Evaluation of geophysical techniques for the detection of paleochannels in the Oakland area of eastern Nebraska as part of the Eastern Nebraska Water Resource Assessment
Scientific Investigations Report 2011-5228
Prepared in cooperation with the Eastern Nebraska Water Resource Assessment
- Jared D. Abraham, Paul A. Bedrosian, Theodore H. Asch, Lyndsay B. Ball, James C. Cannia, Jeffery D. Phillips, Susan Lackey
Over the winter and spring of 2009, the U.S. Geological Survey conducted a general assessment of the capabilities of several geophysical tools to delineate buried paleochannel aquifers in the glacial terrain of eastern Nebraska.
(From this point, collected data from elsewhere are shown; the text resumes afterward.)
//! Admin command line tool for the settings collection.
//!
//! Works against the same storage the server would pick for the given
//! `--db-path` / `--data-dir`, including the fallback to JSON files.

use anyhow::{bail, Context, Result};
use clap::{Parser, Subcommand};
use std::path::PathBuf;

use media_catalog_server::catalog::{fingerprint, SettingsRepository, MASTER_PASSWORD_KEY};
use media_catalog_server::{resolve_backend, StorageSettings};

fn parse_path(s: &str) -> Result<PathBuf> {
    let original_path = PathBuf::from(s);
    if original_path.is_absolute() {
        return Ok(original_path);
    }
    let cwd = std::env::current_dir()?;
    Ok(cwd.join(original_path))
}

#[derive(Parser, Debug)]
struct CliArgs {
    /// Path to the SQLite database file.
    #[clap(long, env = "DB_PATH", value_parser = parse_path)]
    pub db_path: Option<PathBuf>,

    /// Directory of the JSON collection files.
    #[clap(long, default_value = "data", value_parser = parse_path)]
    pub data_dir: PathBuf,

    #[command(subcommand)]
    command: Command,
}

#[derive(Subcommand, Debug)]
enum Command {
    /// Prints the value of a setting.
    Get { key: String },

    /// Stores a raw value for a setting, replacing any previous one.
    Set { key: String, value: String },

    /// Stores the fingerprint of the admin password.
    SetPassword { password: String },

    /// Verifies a password against the stored fingerprint without changing
    /// anything.
    CheckPassword { password: String },

    /// Shows which storage backend is in use and where it keeps its data.
    Where,
}

fn main() -> Result<()> {
    let cli_args = CliArgs::parse();

    let resolved = resolve_backend(&StorageSettings {
        db_path: cli_args.db_path.clone(),
        data_dir: cli_args.data_dir.clone(),
        read_pool_size: 1,
        seed: false,
    });
    let settings = SettingsRepository::new(resolved.backend.clone());

    match cli_args.command {
        Command::Get { key } => match settings.get(&key)? {
            Some(value) => println!("{}", value),
            None => bail!("Setting {} is not set", key),
        },
        Command::Set { key, value } => {
            settings
                .put(&key, &value)
                .with_context(|| format!("Failed to store {}", key))?;
            println!("Stored {}", key);
        }
        Command::SetPassword { password } => {
            if password.is_empty() {
                bail!("The password cannot be empty");
            }
            settings.put(MASTER_PASSWORD_KEY, &fingerprint(&password))?;
            println!("Password updated");
        }
        Command::CheckPassword { password } => {
            if settings.verify(MASTER_PASSWORD_KEY, &password)? {
                println!("Password matches");
            } else {
                bail!("Password does not match");
            }
        }
        Command::Where => {
            println!(
                "{} backend at {}",
                resolved.mode,
                resolved.backend.location()
            );
        }
    }

    Ok(())
}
Mapping these paleochannels is an important objective for the Eastern Nebraska Water Resources Assessment group. Previous attempts at mapping these channels included a helicopter electromagnetic survey flown over an area near the town of Oakland, Nebraska, in March 2007. This survey had limited success in imaging the paleochannels due to the restricted depth of investigation of the system in the clay-rich till overburden. The purpose of this study was to investigate whether other airborne electromagnetic or surface geophysical techniques, including audio-magnetotelluric, time-domain electromagnetic, gravity, and magnetic methods, could be used to image the paleochannels in the clay-rich tills of eastern Nebraska. This report releases the results of testing the ability of selected geophysical techniques to map aquifers in glacial deposits near the town of Oakland, Nebraska.
Surface audio-magnetotelluric and time-domain electromagnetic methods achieved sufficient depth of penetration and indicated that the paleochannel was much more complex than the original geological model. Simulated and observed gravity anomalies indicate that imaging sand and gravel aquifers near Oakland, Nebraska, would be difficult due to the complex basement density contrasts. Interpretation of the magnetic data indicates no magnetic sources from geologic units above the bedrock surface. Based upon the analysis and interpretation of the four methods evaluated, we suggest a large-scale survey using a high-powered time-domain airborne system. This is the most efficient and cost-effective path forward for the Eastern Nebraska Water Assessment group to map paleochannels that lie beneath thick clay-rich glacial tills.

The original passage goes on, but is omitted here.